Why does the year 0000 crash Big Query?
Its a “bug” in big query: using Anno Domini calendaring instead of astronomical year numbering which you would think be more appropriate for scientific systems. Year 0000
doesn’t exist in AD, it goes 1BC, 1AD. In this case year 0000
should be converted to -0001
not 0001
.
What does year 0000 even mean to a computer?
Computers interpret date-time
as an instant in time represented by milliseconds relative to Epoch. This works with with remarkable consistency across implementations for dates after the adoption of UTC in 1972 but what about dates in the ancient past?
Parsing 0000-01-01T00:00:00Z
gives different results depending what programming language you are using:
$ java Main
-62135769600000
$ node date.js
-62135596800000
$ python date.py # smallest date allowed is "0001-01-02T00:00:00Z"
-62135546692000.0
$ bash date.bash
-62135596800000
Here are some of the important things happening around the this date:
- The Roman Empire was at its peak, and Emperor Augustus was in power.
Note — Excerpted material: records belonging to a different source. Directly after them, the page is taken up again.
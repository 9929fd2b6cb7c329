//! Blocks and block bodies.

use crate::encoding::{vlq_decode, vlq_encode, EncodingError};
use crate::header::hash_root;
use crate::{Hash256, Header, Transaction};
use num_bigint::BigUint;
use std::time::Instant;

/// The content of a block: transactions plus uncle headers.
#[derive(Debug, Clone, PartialEq, Eq, Default)]
pub struct Body {
    /// Transactions included in the block.
    pub transactions: Vec<Transaction>,
    /// Uncle headers referenced by the block.
    pub uncles: Vec<Header>,
}

impl Body {
    /// Root over the body's transactions.
    pub fn tx_root(&self) -> Hash256 {
        let hashes: Vec<Hash256> = self.transactions.iter().map(|tx| tx.hash()).collect();
        hash_root(&hashes)
    }

    /// Root over the body's uncle headers.
    pub fn uncle_root(&self) -> Hash256 {
        let hashes: Vec<Hash256> = self.uncles.iter().map(|u| u.hash()).collect();
        hash_root(&hashes)
    }

    /// Canonical binary encoding.
    pub fn serialize(&self) -> Vec<u8> {
        let mut buf = Vec::new();
        vlq_encode(&mut buf, self.transactions.len() as u64);
        for tx in &self.transactions {
            buf.extend_from_slice(&tx.serialize());
        }
        vlq_encode(&mut buf, self.uncles.len() as u64);
        for uncle in &self.uncles {
            buf.extend_from_slice(&uncle.serialize());
        }
        buf
    }

    /// Parse from canonical binary encoding.
    pub fn parse(data: &[u8], pos: usize) -> Result<(Self, usize), EncodingError> {
        let (tx_count, mut pos) = vlq_decode(data, pos)?;
        let mut transactions = Vec::with_capacity(tx_count as usize);
        for _ in 0..tx_count {
            let (tx, next) = Transaction::parse(data, pos)?;
            transactions.push(tx);
            pos = next;
        }
        let (uncle_count, mut pos) = vlq_decode(data, pos)?;
        let mut uncles = Vec::with_capacity(uncle_count as usize);
        for _ in 0..uncle_count {
            let (uncle, next) = Header::parse(data, pos)?;
            uncles.push(uncle);
            pos = next;
        }
        Ok((
            Self {
                transactions,
                uncles,
            },
            pos,
        ))
    }
}

/// A full block.
///
/// The receive metadata is stamped by the protocol manager on inbound
/// decode and never takes part in encoding or equality; the origin peer
/// is a non-owning id resolved through the peer set.
#[derive(Debug, Clone)]
pub struct Block {
    /// The block header.
    pub header: Header,
    /// The block body.
    pub body: Body,
    /// When the block arrived over the network, if it did.
    pub received_at: Option<Instant>,
    /// Id of the peer the block arrived from, if any.
    pub received_from: Option<String>,
}

impl Block {
    /// Create a block from its parts.
    pub fn new(header: Header, body: Body) -> Self {
        Self {
            header,
            body,
            received_at: None,
            received_from: None,
        }
    }

    /// Block hash (the header hash).
    pub fn hash(&self) -> Hash256 {
        self.header.hash()
    }

    /// Block height.
    pub fn number(&self) -> u64 {
        self.header.number
    }

    /// Parent block hash.
    pub fn parent_hash(&self) -> Hash256 {
        self.header.parent_hash
    }

    /// Block difficulty.
    pub fn difficulty(&self) -> &BigUint {
        &self.header.difficulty
    }

    /// Canonical binary encoding (header followed by body).
    pub fn serialize(&self) -> Vec<u8> {
        let mut buf = self.header.serialize();
        buf.extend_from_slice(&self.body.serialize());
        buf
    }

    /// Parse from canonical binary encoding.
    pub fn parse(data: &[u8], pos: usize) -> Result<(Self, usize), EncodingError> {
        let (header, pos) = Header::parse(data, pos)?;
        let (body, pos) = Body::parse(data, pos)?;
        Ok((Self::new(header, body), pos))
    }
}

impl PartialEq for Block {
    fn eq(&self, other: &Self) -> bool {
        self.header == other.header && self.body == other.body
    }
}

impl Eq for Block {}

#[cfg(test)]
mod tests {
    use super::*;
    use crate::header::empty_root;

    fn sample_block() -> Block {
        let body = Body {
            transactions: vec![Transaction::new(0, Hash256::of(b"to"), 10, vec![])],
            uncles: Vec::new(),
        };
        let mut header = Header::empty(5, Hash256::of(b"parent"), BigUint::from(1000u32));
        header.tx_root = body.tx_root();
        header.uncle_hash = body.uncle_root();
        Block::new(header, body)
    }

    #[test]
    fn test_block_roundtrip() {
        let block = sample_block();
        let encoded = block.serialize();
        let (decoded, pos) = Block::parse(&encoded, 0).unwrap();
        assert_eq!(decoded, block);
        assert_eq!(pos, encoded.len());
    }

    #[test]
    fn test_receive_metadata_ignored_by_equality() {
        let block = sample_block();
        let mut stamped = block.clone();
        stamped.received_at = Some(Instant::now());
        stamped.received_from = Some("aabbccdd00112233".to_string());
        assert_eq!(block, stamped);
    }

    #[test]
    fn test_body_roots_match_content() {
        let block = sample_block();
        assert_eq!(block.body.tx_root(), block.header.tx_root);
        assert_eq!(block.body.uncle_root(), empty_root());
    }
}
//! Basalt devnet node.
//!
//! Wires an in-memory chain, transaction pool and event bus into the
//! sync protocol manager, listens for peer connections and runs the
//! UDP verifier channel until interrupted.

use anyhow::{Context, Result};
use basalt_network::{ResultVerifier, SignatureBlock, VerifierChannel};
use basalt_sync::{ManagerConfig, ProtocolManager, SyncMode};
use basalt_types::{
    BasicTxPool, BlockChain, EventBus, Hash256, Header, MemoryChain, NoopEngine, StateSink, TxPool,
};
use clap::Parser;
use num_bigint::BigUint;
use std::path::PathBuf;
use std::sync::Arc;
use tokio::net::{TcpListener, TcpStream, UdpSocket};
use tokio::sync::watch;
use tracing::{debug, info, warn, Level};
use tracing_subscriber::FmtSubscriber;

mod config;

use config::NodeConfig;

/// Basalt blockchain node.
#[derive(Parser, Debug, Default)]
#[command(name = "basalt-node")]
#[command(author, version, about, long_about = None)]
pub struct Args {
    /// Path to configuration file
    #[arg(short, long, default_value = "basalt-node.toml")]
    config: PathBuf,

    /// Network id
    #[arg(long)]
    network_id: Option<u64>,

    /// P2P bind address
    #[arg(long)]
    bind: Option<String>,

    /// Verifier channel UDP bind address
    #[arg(long)]
    udp_bind: Option<String>,

    /// Maximum untrusted peers
    #[arg(long)]
    max_peers: Option<usize>,

    /// Start in fast-sync mode
    #[arg(long)]
    fast_sync: bool,

    /// Log level
    #[arg(long, default_value = "info")]
    log_level: String,
}

/// Accepts a consensus result carrying at least `quorum` signatures.
///
/// The devnet has no key registry; a production deployment substitutes
/// a cohort-aware implementation behind the same trait.
struct QuorumVerifier {
    quorum: usize,
}

impl ResultVerifier for QuorumVerifier {
    fn verify(&self, result: &SignatureBlock) -> bool {
        !result.block_hash.is_zero() && result.signatures.len() >= self.quorum
    }
}

#[tokio::main]
async fn main() -> Result<()> {
    let args = Args::parse();

    let log_level = match args.log_level.to_lowercase().as_str() {
        "trace" => Level::TRACE,
        "debug" => Level::DEBUG,
        "warn" => Level::WARN,
        "error" => Level::ERROR,
        _ => Level::INFO,
    };
    let subscriber = FmtSubscriber::builder()
        .with_max_level(log_level)
        .with_target(true)
        .finish();
    tracing::subscriber::set_global_default(subscriber)?;

    let config = NodeConfig::load(&args.config, &args)?;
    info!(
        name = %config.node_name,
        network = config.network_id,
        "Starting Basalt node v{}",
        env!("CARGO_PKG_VERSION")
    );

    // Devnet genesis: empty content, unit difficulty
    let genesis = Header::empty(0, Hash256::ZERO, BigUint::from(1u32));
    let chain = Arc::new(MemoryChain::new(genesis));
    let pool = Arc::new(BasicTxPool::new());
    let mined_events = EventBus::new();

    let sync_mode = match config.sync_mode.as_str() {
        "fast" => SyncMode::Fast,
        _ => SyncMode::Full,
    };
    let manager = ProtocolManager::new(
        ManagerConfig {
            network_id: config.network_id,
            fork_block: config.fork_block,
            sync_mode,
            max_peers: config.network.max_peers,
        },
        Arc::clone(&chain) as Arc<dyn BlockChain>,
        Arc::new(NoopEngine),
        Arc::clone(&pool) as Arc<dyn TxPool>,
        Arc::clone(&chain) as Arc<dyn StateSink>,
        Arc::clone(&mined_events),
    );
    manager.start();

    // Verifier channel
    let (verifier_channel, mut roster_rx) = VerifierChannel::new(pool as Arc<dyn TxPool>);
    let verifier_channel = Arc::new(verifier_channel);
    verifier_channel.install_verifier(Arc::new(QuorumVerifier {
        quorum: config.verifier.quorum,
    }));
    let (shutdown_tx, shutdown_rx) = watch::channel(false);
    let udp = UdpSocket::bind(&config.network.udp_address)
        .await
        .context("Failed to bind verifier socket")?;
    let verifier_task = {
        let channel = Arc::clone(&verifier_channel);
        tokio::spawn(async move { channel.run(udp, shutdown_rx).await })
    };
    let roster_task = tokio::spawn(async move {
        while let Some(info) = roster_rx.recv().await {
            // The miner subsystem is out of scope here; surface the
            // roster so operators can see membership changes
            info!(block = info.block_num, nodes = info.nodes.len(), "Broadcast roster updated");
        }
    });

    // Listen for peers
    let listener = TcpListener::bind(&config.network.bind_address)
        .await
        .context("Failed to bind P2P listener")?;
    info!(addr = %config.network.bind_address, "Listening for peers");

    let accept_manager = Arc::clone(&manager);
    let trusted_peers = config.network.trusted_peers.clone();
    let accept_task = tokio::spawn(async move {
        loop {
            match listener.accept().await {
                Ok((stream, addr)) => {
                    let manager = Arc::clone(&accept_manager);
                    let trusted = trusted_peers.iter().any(|t| t == &addr.to_string());
                    tokio::spawn(async move {
                        let node_id = node_id_for(&addr.to_string());
                        if let Err(err) = manager.handle(stream, &node_id, trusted).await {
                            debug!(%addr, error = %err, "Peer session ended");
                        }
                    });
                }
                Err(err) => {
                    warn!(error = %err, "Accept failed");
                }
            }
        }
    });

    // Dial the configured peers
    for addr in &config.network.known_peers {
        let manager = Arc::clone(&manager);
        let addr = addr.clone();
        tokio::spawn(async move {
            match TcpStream::connect(&addr).await {
                Ok(stream) => {
                    let node_id = node_id_for(&addr);
                    if let Err(err) = manager.handle(stream, &node_id, false).await {
                        debug!(%addr, error = %err, "Outbound peer session ended");
                    }
                }
                Err(err) => {
                    warn!(%addr, error = %err, "Failed to dial peer");
                }
            }
        });
    }

    tokio::signal::ctrl_c().await.ok();
    info!("Shutdown signal received");

    accept_task.abort();
    let _ = shutdown_tx.send(true);
    let _ = verifier_task.await;
    roster_task.abort();
    manager.stop().await;

    info!("Basalt node stopped");
    Ok(())
}

/// Session node id derived from the remote address.
///
/// The devnet runs without discovery, so there is no cryptographic node
/// identity to use here.
fn node_id_for(addr: &str) -> Vec<u8> {
    Hash256::of(addr.as_bytes()).as_bytes().to_vec()
}
//! Node configuration.

use crate::Args;
use anyhow::{Context, Result};
use serde::{Deserialize, Serialize};
use std::path::Path;

/// Complete node configuration.
#[derive(Debug, Clone, Serialize, Deserialize)]
pub struct NodeConfig {
    /// Node name, for logs.
    pub node_name: String,
    /// Network id exchanged during the handshake.
    pub network_id: u64,
    /// Hard-fork block peers must prove lineage for, if any.
    pub fork_block: Option<u64>,
    /// Sync strategy at startup (full, fast).
    #[serde(default = "default_sync_mode")]
    pub sync_mode: String,
    /// Network configuration.
    #[serde(default)]
    pub network: NetworkConfig,
    /// Verifier channel configuration.
    #[serde(default)]
    pub verifier: VerifierConfig,
}

fn default_sync_mode() -> String {
    "full".to_string()
}

/// P2P configuration.
#[derive(Debug, Clone, Serialize, Deserialize)]
pub struct NetworkConfig {
    /// TCP bind address for the sync protocol.
    pub bind_address: String,
    /// UDP bind address for the verifier channel.
    pub udp_address: String,
    /// Peers to dial at startup.
    pub known_peers: Vec<String>,
    /// Peers exempt from the connection limit.
    pub trusted_peers: Vec<String>,
    /// Maximum untrusted connections.
    pub max_peers: usize,
}

impl Default for NetworkConfig {
    fn default() -> Self {
        Self {
            bind_address: "0.0.0.0:30310".to_string(),
            udp_address: "0.0.0.0:30311".to_string(),
            known_peers: Vec::new(),
            trusted_peers: Vec::new(),
            max_peers: 25,
        }
    }
}

/// Verifier cohort configuration.
#[derive(Debug, Clone, Serialize, Deserialize, Default)]
pub struct VerifierConfig {
    /// Signatures required on a consensus result.
    pub quorum: usize,
}

impl NodeConfig {
    /// Load configuration from file and CLI args.
    pub fn load(config_path: &Path, args: &Args) -> Result<Self> {
        let mut config = if config_path.exists() {
            let content =
                std::fs::read_to_string(config_path).context("Failed to read config file")?;
            toml::from_str(&content).context("Failed to parse config file")?
        } else {
            Self::default()
        };

        // CLI overrides
        if let Some(network_id) = args.network_id {
            config.network_id = network_id;
        }
        if let Some(ref bind) = args.bind {
            config.network.bind_address = bind.clone();
        }
        if let Some(ref udp) = args.udp_bind {
            config.network.udp_address = udp.clone();
        }
        if let Some(max_peers) = args.max_peers {
            config.network.max_peers = max_peers;
        }
        if args.fast_sync {
            config.sync_mode = "fast".to_string();
        }

        Ok(config)
    }

    /// Save configuration to file.
    pub fn save(&self, path: &Path) -> Result<()> {
        let content = toml::to_string_pretty(self)?;
        std::fs::write(path, content)?;
        Ok(())
    }
}

impl Default for NodeConfig {
    fn default() -> Self {
        Self {
            node_name: "basalt-node".to_string(),
            network_id: 1,
            fork_block: None,
            sync_mode: default_sync_mode(),
            network: NetworkConfig::default(),
            verifier: VerifierConfig::default(),
        }
    }
}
- Herod the Great was king of Judea.
- The construction of the Great Wall of China began during the reign of Emperor Cheng of the Han dynasty.
- The Silk Road trade route was well-established, connecting China to the Mediterranean.
- The Jewish temple in Jerusalem was still standing, but would be destroyed in the year 70 AD by the Romans.
So why are the answers different? Basically it could be anything but some prime suspects are:
- Leap seconds
- Leap years
- Pope/Emperor decree
- Timezones (or lack of)
- Early dates are a great place to put “fiddle factors” since no one should be using them
- The length of a day in milliseconds in 1 AD was different from 2023. The Earth’s rotation is gradually slowing down so the length of a day in milliseconds in 1 AD was approximately 86,400.002 seconds, whereas in 2023, it is approximately 86,400.0002 seconds
Most importantly:
…And probably many more issues
I hope its now clear why referencing a precise instant of time in Year Zero is very difficult!
Why would you even need a precise definition of time for an instant in Year Zero?
This is a very good question.
In the past, I’ve dealt with datasets going back to the 1800s that needed accurate timing and Oracle gave us zero issues, but what on earth could someone be doing that needed accurate timestamps going this far back?
Turns out this customer was doing with realtime data.
What was the real intention?
I have no idea, but its likely 0000-12-31
is a one year offset to a more recent time, such as today. Notice how by missing the time component its not actually the full year too. Already we are seeing problems.
How do we fix this?
Ideally at the source, for example a Go app could calculate date offsets as below. Note that years have different lengths due to leap years:
package main
import (
"fmt"
"time"
)
func main() {
// Length of year in Java:
// https://stackoverflow.com/questions/29899299/is-there-a-way-to-have-a-java8-duration-of-one-year-that-accounts-for-leap-years#29899551
// surely there is a Golang module providing this functionality
durationString := "8760h" // duration string representing one year (365 days * 24 hours/day)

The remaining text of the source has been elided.